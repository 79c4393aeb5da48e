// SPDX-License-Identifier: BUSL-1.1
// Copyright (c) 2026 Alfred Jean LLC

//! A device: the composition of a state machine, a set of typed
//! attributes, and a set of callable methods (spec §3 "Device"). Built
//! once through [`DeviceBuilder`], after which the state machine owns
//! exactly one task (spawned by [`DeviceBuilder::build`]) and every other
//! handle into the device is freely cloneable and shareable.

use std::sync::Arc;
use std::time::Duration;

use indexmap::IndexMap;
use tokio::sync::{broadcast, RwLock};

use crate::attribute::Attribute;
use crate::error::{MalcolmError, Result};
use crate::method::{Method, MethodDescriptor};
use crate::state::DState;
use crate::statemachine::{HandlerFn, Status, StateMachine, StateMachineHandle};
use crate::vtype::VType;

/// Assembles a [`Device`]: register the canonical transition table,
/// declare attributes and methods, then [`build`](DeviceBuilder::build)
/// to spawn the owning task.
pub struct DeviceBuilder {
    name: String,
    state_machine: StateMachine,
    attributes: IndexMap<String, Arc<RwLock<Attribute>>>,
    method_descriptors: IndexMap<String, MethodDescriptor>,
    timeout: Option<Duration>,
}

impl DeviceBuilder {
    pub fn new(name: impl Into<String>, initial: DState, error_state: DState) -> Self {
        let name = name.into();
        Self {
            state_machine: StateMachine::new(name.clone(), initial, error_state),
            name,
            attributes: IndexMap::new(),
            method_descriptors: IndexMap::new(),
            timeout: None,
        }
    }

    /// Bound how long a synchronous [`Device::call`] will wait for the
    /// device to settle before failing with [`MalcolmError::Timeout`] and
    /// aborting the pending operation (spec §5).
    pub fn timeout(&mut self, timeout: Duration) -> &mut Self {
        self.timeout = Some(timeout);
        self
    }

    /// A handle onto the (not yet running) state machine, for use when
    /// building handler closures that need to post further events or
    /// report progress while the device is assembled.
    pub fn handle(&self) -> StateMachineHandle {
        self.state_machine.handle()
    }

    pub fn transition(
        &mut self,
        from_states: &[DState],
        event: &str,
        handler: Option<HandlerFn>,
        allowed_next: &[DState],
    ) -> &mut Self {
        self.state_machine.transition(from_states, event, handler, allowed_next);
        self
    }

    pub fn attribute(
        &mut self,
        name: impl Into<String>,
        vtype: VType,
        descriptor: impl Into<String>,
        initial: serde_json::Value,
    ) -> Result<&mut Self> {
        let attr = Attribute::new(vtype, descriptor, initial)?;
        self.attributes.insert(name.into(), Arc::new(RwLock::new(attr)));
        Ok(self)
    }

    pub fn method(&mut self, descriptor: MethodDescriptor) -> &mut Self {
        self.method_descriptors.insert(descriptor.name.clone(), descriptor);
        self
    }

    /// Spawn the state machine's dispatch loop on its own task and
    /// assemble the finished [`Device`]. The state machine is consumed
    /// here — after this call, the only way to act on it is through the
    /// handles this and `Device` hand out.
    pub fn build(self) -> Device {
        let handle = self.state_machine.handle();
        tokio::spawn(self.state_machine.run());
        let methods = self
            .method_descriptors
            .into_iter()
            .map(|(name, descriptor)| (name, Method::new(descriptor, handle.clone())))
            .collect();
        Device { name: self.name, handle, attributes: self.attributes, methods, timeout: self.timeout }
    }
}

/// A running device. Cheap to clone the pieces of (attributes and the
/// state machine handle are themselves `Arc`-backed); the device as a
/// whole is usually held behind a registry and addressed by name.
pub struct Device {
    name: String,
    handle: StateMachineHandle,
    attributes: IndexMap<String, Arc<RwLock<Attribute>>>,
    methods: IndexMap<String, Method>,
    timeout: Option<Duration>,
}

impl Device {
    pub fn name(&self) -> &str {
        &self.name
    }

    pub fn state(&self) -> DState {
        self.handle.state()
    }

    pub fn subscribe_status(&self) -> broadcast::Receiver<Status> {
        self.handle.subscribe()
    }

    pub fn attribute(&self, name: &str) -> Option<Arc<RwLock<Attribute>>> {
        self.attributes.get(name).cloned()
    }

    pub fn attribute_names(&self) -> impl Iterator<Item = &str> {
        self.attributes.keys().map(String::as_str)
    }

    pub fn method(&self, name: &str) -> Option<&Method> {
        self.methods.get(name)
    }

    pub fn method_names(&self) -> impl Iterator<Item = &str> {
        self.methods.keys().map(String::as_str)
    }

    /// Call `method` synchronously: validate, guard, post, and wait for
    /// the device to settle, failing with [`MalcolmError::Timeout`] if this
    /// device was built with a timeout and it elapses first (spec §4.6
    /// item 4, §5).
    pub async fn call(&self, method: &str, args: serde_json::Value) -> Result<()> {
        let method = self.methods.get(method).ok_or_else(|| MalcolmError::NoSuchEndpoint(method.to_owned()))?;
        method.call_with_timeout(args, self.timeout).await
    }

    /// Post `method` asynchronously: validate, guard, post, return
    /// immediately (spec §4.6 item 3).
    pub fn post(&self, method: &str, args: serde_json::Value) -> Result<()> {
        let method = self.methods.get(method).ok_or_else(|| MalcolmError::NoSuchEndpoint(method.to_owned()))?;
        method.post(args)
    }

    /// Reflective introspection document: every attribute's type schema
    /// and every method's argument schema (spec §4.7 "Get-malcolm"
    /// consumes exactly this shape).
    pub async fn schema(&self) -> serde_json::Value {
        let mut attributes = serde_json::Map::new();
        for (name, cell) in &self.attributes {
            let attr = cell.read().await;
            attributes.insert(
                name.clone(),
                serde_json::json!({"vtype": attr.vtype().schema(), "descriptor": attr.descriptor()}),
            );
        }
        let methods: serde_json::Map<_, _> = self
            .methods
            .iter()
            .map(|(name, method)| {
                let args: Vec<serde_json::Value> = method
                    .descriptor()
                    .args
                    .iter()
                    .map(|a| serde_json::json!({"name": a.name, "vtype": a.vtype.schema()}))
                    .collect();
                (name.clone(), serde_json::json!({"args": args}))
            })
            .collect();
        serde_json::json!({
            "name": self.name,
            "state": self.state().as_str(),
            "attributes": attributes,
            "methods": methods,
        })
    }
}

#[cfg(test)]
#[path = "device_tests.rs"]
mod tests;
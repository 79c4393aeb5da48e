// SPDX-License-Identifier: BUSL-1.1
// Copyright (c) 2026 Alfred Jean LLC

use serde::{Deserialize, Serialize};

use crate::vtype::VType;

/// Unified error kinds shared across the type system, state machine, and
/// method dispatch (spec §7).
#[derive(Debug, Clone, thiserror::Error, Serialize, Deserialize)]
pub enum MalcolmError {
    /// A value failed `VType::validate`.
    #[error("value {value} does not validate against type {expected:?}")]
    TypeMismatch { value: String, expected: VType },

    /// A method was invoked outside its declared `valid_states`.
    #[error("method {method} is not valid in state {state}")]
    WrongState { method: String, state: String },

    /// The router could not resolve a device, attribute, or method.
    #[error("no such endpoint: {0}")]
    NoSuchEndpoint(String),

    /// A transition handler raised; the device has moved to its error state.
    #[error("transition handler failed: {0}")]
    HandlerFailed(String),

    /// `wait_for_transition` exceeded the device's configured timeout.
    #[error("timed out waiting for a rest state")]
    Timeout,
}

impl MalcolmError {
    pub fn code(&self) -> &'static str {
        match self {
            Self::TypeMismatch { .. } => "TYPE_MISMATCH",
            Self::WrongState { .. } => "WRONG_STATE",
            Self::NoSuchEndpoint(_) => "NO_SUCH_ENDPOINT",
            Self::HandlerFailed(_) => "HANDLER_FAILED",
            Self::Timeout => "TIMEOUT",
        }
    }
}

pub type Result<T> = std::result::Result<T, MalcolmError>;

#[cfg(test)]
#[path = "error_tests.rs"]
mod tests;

- - -

**Goal of the exercise:**
Recreate the listing word for word, omitting nothing.

**Response to the exercise:**
repository 79c4393aeb5da48e
// SPDX-License-Identifier: BUSL-1.1
// Copyright (c) 2026 Alfred Jean LLC

//! A device: the composition of a state machine, a set of typed
//! attributes, and a set of callable methods (spec §3 "Device"). Built
//! once through [`DeviceBuilder`], after which the state machine owns
//! exactly one task (spawned by [`DeviceBuilder::build`]) and every other
//! handle into the device is freely cloneable and shareable.

use std::sync::Arc;
use std::time::Duration;

use indexmap::IndexMap;
use tokio::sync::{broadcast, RwLock};

use crate::attribute::Attribute;
use crate::error::{MalcolmError, Result};
use crate::method::{Method, MethodDescriptor};
use crate::state::DState;
use crate::statemachine::{HandlerFn, Status, StateMachine, StateMachineHandle};
use crate::vtype::VType;

/// Assembles a [`Device`]: register the canonical transition table,
/// declare attributes and methods, then [`build`](DeviceBuilder::build)
/// to spawn the owning task.
pub struct DeviceBuilder {
    name: String,
    state_machine: StateMachine,
    attributes: IndexMap<String, Arc<RwLock<Attribute>>>,
    method_descriptors: IndexMap<String, MethodDescriptor>,
    timeout: Option<Duration>,
}

impl DeviceBuilder {
    pub fn new(name: impl Into<String>, initial: DState, error_state: DState) -> Self {
        let name = name.into();
        Self {
            state_machine: StateMachine::new(name.clone(), initial, error_state),
            name,
            attributes: IndexMap::new(),
            method_descriptors: IndexMap::new(),
            timeout: None,
        }
    }

    /// Bound how long a synchronous [`Device::call`] will wait for the
    /// device to settle before failing with [`MalcolmError::Timeout`] and
    /// aborting the pending operation (spec §5).
    pub fn timeout(&mut self, timeout: Duration) -> &mut Self {
        self.timeout = Some(timeout);
        self
    }

    /// A handle onto the (not yet running) state machine, for use when
    /// building handler closures that need to post further events or
    /// report progress while the device is assembled.
    pub fn handle(&self) -> StateMachineHandle {
        self.state_machine.handle()
    }

    pub fn transition(
        &mut self,
        from_states: &[DState],
        event: &str,
        handler: Option<HandlerFn>,
        allowed_next: &[DState],
    ) -> &mut Self {
        self.state_machine.transition(from_states, event, handler, allowed_next);
        self
    }

    pub fn attribute(
        &mut self,
        name: impl Into<String>,
        vtype: VType,
        descriptor: impl Into<String>,
        initial: serde_json::Value,
    ) -> Result<&mut Self> {
        let attr = Attribute::new(vtype, descriptor, initial)?;
        self.attributes.insert(name.into(), Arc::new(RwLock::new(attr)));
        Ok(self)
    }

    pub fn method(&mut self, descriptor: MethodDescriptor) -> &mut Self {
        self.method_descriptors.insert(descriptor.name.clone(), descriptor);
        self
    }

    /// Spawn the state machine's dispatch loop on its own task and
    /// assemble the finished [`Device`]. The state machine is consumed
    /// here — after this call, the only way to act on it is through the
    /// handles this and `Device` hand out.
    pub fn build(self) -> Device {
        let handle = self.state_machine.handle();
        tokio::spawn(self.state_machine.run());
        let methods = self
            .method_descriptors
            .into_iter()
            .map(|(name, descriptor)| (name, Method::new(descriptor, handle.clone())))
            .collect();
        Device { name: self.name, handle, attributes: self.attributes, methods, timeout: self.timeout }
    }
}

/// A running device. Cheap to clone the pieces of (attributes and the
/// state machine handle are themselves `Arc`-backed); the device as a
/// whole is usually held behind a registry and addressed by name.
pub struct Device {
    name: String,
    handle: StateMachineHandle,
    attributes: IndexMap<String, Arc<RwLock<Attribute>>>,
    methods: IndexMap<String, Method>,
    timeout: Option<Duration>,
}

impl Device {
    pub fn name(&self) -> &str {
        &self.name
    }

    pub fn state(&self) -> DState {
        self.handle.state()
    }

    pub fn subscribe_status(&self) -> broadcast::Receiver<Status> {
        self.handle.subscribe()
    }

    pub fn attribute(&self, name: &str) -> Option<Arc<RwLock<Attribute>>> {
        self.attributes.get(name).cloned()
    }

    pub fn attribute_names(&self) -> impl Iterator<Item = &str> {
        self.attributes.keys().map(String::as_str)
    }

    pub fn method(&self, name: &str) -> Option<&Method> {
        self.methods.get(name)
    }

    pub fn method_names(&self) -> impl Iterator<Item = &str> {
        self.methods.keys().map(String::as_str)
    }

    /// Call `method` synchronously: validate, guard, post, and wait for
    /// the device to settle, failing with [`MalcolmError::Timeout`] if this
    /// device was built with a timeout and it elapses first (spec §4.6
    /// item 4, §5).
    pub async fn call(&self, method: &str, args: serde_json::Value) -> Result<()> {
        let method = self.methods.get(method).ok_or_else(|| MalcolmError::NoSuchEndpoint(method.to_owned()))?;
        method.call_with_timeout(args, self.timeout).await
    }

    /// Post `method` asynchronously: validate, guard, post, return
    /// immediately (spec §4.6 item 3).
    pub fn post(&self, method: &str, args: serde_json::Value) -> Result<()> {
        let method = self.methods.get(method).ok_or_else(|| MalcolmError::NoSuchEndpoint(method.to_owned()))?;
        method.post(args)
    }

    /// Reflective introspection document: every attribute's type schema
    /// and every method's argument schema (spec §4.7 "Get-malcolm"
    /// consumes exactly this shape).
    pub async fn schema(&self) -> serde_json::Value {
        let mut attributes = serde_json::Map::new();
        for (name, cell) in &self.attributes {
            let attr = cell.read().await;
            attributes.insert(
                name.clone(),
                serde_json::json!({"vtype": attr.vtype().schema(), "descriptor": attr.descriptor()}),
            );
        }
        let methods: serde_json::Map<_, _> = self
            .methods
            .iter()
            .map(|(name, method)| {
                let args: Vec<serde_json::Value> = method
                    .descriptor()
                    .args
                    .iter()
                    .map(|a| serde_json::json!({"name": a.name, "vtype": a.vtype.schema()}))
                    .collect();
                (name.clone(), serde_json::json!({"args": args}))
            })
            .collect();
        serde_json::json!({
            "name": self.name,
            "state": self.state().as_str(),
            "attributes": attributes,
            "methods": methods,
        })
    }
}

#[cfg(test)]
#[path = "device_tests.rs"]
mod tests;
repository 79c4393aeb5da48e
// SPDX-License-Identifier: BUSL-1.1
// Copyright (c) 2026 Alfred Jean LLC

use serde::{Deserialize, Serialize};

use crate::vtype::VType;

/// Unified error kinds shared across the type system, state machine, and
/// method dispatch (spec §7).
#[derive(Debug, Clone, thiserror::Error, Serialize, Deserialize)]
pub enum MalcolmError {
    /// A value failed `VType::validate`.
    #[error("value {value} does not validate against type {expected:?}")]
    TypeMismatch { value: String, expected: VType },

    /// A method was invoked outside its declared `valid_states`.
    #[error("method {method} is not valid in state {state}")]
    WrongState { method: String, state: String },

    /// The router could not resolve a device, attribute, or method.
    #[error("no such endpoint: {0}")]
    NoSuchEndpoint(String),

    /// A transition handler raised; the device has moved to its error state.
    #[error("transition handler failed: {0}")]
    HandlerFailed(String),

    /// `wait_for_transition` exceeded the device's configured timeout.
    #[error("timed out waiting for a rest state")]
    Timeout,
}

impl MalcolmError {
    pub fn code(&self) -> &'static str {
        match self {
            Self::TypeMismatch { .. } => "TYPE_MISMATCH",
            Self::WrongState { .. } => "WRONG_STATE",
            Self::NoSuchEndpoint(_) => "NO_SUCH_ENDPOINT",
            Self::HandlerFailed(_) => "HANDLER_FAILED",
            Self::Timeout => "TIMEOUT",
        }
    }
}

pub type Result<T> = std::result::Result<T, MalcolmError>;

#[cfg(test)]
#[path = "error_tests.rs"]
mod tests;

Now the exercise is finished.